F Stock – Henry Ford Museum | Racing Goes on Permanent Display
- The Driven to Win: Racing in America Presented by General Motors exhibit opened to public March 27.
- The 24,000-square-foot display gives visitors an in-depth look at the people, experiences, culture, and more in the world of American racing.
- One of the display’s highlights is Henry Ford’s 1901 Sweepstakes car that helped launch the Ford Motor Company.
The Henry Ford Museum outside of Detroit has always displayed race cars. Between the presidential limousines and a replica coney island, past the airplane displays but before you got to the trains, some of the most important American race cars sat on various platforms next to “regular” cars, placards explaining their place in history.
Now those race cars and a whole bunch of others can call a permanent exhibit in the museum home. “Driven to Win: Racing in America Presented by General Motors ” opened to the public this week, about nine months later than originally planned. Organizers had wanted to open it in conjunction with last June’s IndyCar race in Detroit, but such is life in a pandemic.
I got a personal walkthrough of the exhibit and can assure the casual and rabid race fan alike, it’s worth the wait.
The 24,000-square-foot display covers nearly a third of the Henry Ford Museum’s existing automobile space, with many of the race cars come from the museum’s own collection.
The museum’s goal is to feature the US’s popular forms of racing, so you’ll see plenty of stock cars and NHRA dragsters, but you’ll also see cars like the winning Ford GT Mk IV from Le Mans in ’67 and Jimmy Clark’s Lotus from Indy in 1965. Land-speed records have a prominent place (be sure to check out the awesome Goldenrod Bonneville car) as does the Pikes Peak Hill Climb.

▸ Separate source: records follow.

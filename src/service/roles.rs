use async_trait::async_trait;
use std::sync::Arc;

use crate::{
    entities::roles,
    error::ApiError,
    repo::{roles::RolesRepo, users::UsersRepo},
};

#[async_trait]
pub trait RoleService: Send + Sync {
    async fn create(&self, id: &str, name: &str) -> Result<(), ApiError>;
    async fn get(&self, id: &str) -> Result<roles::Model, ApiError>;
    async fn exists(&self, id: &str) -> Result<bool, ApiError>;
    async fn list(&self) -> Result<Vec<roles::Model>, ApiError>;
    async fn update(&self, id: &str, name: &str) -> Result<(), ApiError>;
    async fn delete(&self, id: &str) -> Result<(), ApiError>;
}

pub struct RoleServiceImpl {
    roles_repo: Arc<dyn RolesRepo>,
    users_repo: Arc<dyn UsersRepo>,
}

impl RoleServiceImpl {
    pub fn new(roles_repo: Arc<dyn RolesRepo>, users_repo: Arc<dyn UsersRepo>) -> Self {
        Self {
            roles_repo,
            users_repo,
        }
    }
}

#[async_trait]
impl RoleService for RoleServiceImpl {
    async fn create(&self, id: &str, name: &str) -> Result<(), ApiError> {
        if self.roles_repo.exists(id).await? {
            return Err(ApiError::Conflict("role already exists".to_string()));
        }
        self.roles_repo.insert(id, name).await?;
        Ok(())
    }

    async fn get(&self, id: &str) -> Result<roles::Model, ApiError> {
        self.roles_repo
            .find(id)
            .await?
            .ok_or_else(|| ApiError::NotFound("role does not exist".to_string()))
    }

    async fn exists(&self, id: &str) -> Result<bool, ApiError> {
        Ok(self.roles_repo.exists(id).await?)
    }

    async fn list(&self) -> Result<Vec<roles::Model>, ApiError> {
        Ok(self.roles_repo.list().await?)
    }

    async fn update(&self, id: &str, name: &str) -> Result<(), ApiError> {
        if !self.roles_repo.exists(id).await? {
            return Err(ApiError::NotFound("role does not exist".to_string()));
        }
        self.roles_repo.update_name(id, name).await?;
        Ok(())
    }

    async fn delete(&self, id: &str) -> Result<(), ApiError> {
        if !self.roles_repo.exists(id).await? {
            return Err(ApiError::NotFound("role does not exist".to_string()));
        }
        if self.users_repo.count_active_by_role(id).await? > 0 {
            return Err(ApiError::Conflict(
                "role is referenced by active accounts".to_string(),
            ));
        }
        self.roles_repo.delete(id).await?;
        Ok(())
    }
}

There are also interactive displays aplenty. You can test your reaction time next to an NHRA Christmas Tree, see how fast you can change a stock car tire, or drive one of the six simulators. Additionally, a 15-minute movie in what is billed as a “multisensory theater” takes visitors to the racetrack and puts them behind the wheel.
There are museums that go deeper into more specific forms of racing, such as the excellent Indianapolis Motor Speedway museum or the NASCAR Hall of Fame in Charlotte, but Henry Ford organizers say that if you come to Dearborn, Michigan, you get a broader view of all the forms of racing popular in the US.
The museum is open seven days a week, at the moment limited to 1,500 guests a day.